- [Exercise goal]
Please find all lines containing "AttributeTrack" in the listing below and copy them.

- [Dataset records]
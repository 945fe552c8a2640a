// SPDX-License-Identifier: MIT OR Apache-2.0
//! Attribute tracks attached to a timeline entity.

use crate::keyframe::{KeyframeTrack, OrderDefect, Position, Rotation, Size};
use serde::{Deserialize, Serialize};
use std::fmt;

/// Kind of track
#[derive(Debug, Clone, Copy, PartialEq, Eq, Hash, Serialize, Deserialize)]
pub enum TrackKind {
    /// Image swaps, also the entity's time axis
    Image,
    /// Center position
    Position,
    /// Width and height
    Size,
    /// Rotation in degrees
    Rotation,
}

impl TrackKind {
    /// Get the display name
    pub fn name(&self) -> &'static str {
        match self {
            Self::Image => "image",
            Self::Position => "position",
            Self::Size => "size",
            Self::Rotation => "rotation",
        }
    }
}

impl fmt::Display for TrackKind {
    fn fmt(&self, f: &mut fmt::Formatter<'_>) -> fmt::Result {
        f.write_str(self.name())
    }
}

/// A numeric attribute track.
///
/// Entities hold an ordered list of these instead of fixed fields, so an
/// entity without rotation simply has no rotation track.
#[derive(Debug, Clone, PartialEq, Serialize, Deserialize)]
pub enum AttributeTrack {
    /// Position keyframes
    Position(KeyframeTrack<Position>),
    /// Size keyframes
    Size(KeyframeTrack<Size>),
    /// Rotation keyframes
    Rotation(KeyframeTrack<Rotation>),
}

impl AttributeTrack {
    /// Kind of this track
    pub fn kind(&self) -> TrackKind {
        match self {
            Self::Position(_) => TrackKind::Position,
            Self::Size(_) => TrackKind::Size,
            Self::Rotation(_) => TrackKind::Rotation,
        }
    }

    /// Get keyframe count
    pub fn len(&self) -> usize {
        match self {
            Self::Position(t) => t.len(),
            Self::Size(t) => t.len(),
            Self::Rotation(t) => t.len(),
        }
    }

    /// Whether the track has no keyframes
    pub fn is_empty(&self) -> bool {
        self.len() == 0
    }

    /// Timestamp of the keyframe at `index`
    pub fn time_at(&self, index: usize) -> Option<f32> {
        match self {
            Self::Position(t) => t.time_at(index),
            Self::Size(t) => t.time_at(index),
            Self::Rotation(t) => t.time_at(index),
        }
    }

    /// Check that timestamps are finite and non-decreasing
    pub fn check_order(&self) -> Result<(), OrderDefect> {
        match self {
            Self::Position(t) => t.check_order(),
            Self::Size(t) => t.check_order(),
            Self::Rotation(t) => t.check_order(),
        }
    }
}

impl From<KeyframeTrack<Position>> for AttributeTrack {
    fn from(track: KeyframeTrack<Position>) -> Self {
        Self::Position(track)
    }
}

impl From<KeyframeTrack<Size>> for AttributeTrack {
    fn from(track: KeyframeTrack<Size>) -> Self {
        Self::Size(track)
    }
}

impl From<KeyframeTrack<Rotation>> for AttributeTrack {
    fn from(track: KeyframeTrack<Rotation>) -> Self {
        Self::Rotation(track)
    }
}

- [Response to the exercise]
pub enum AttributeTrack {
impl AttributeTrack {
impl From<KeyframeTrack<Position>> for AttributeTrack {
impl From<KeyframeTrack<Size>> for AttributeTrack {
impl From<KeyframeTrack<Rotation>> for AttributeTrack {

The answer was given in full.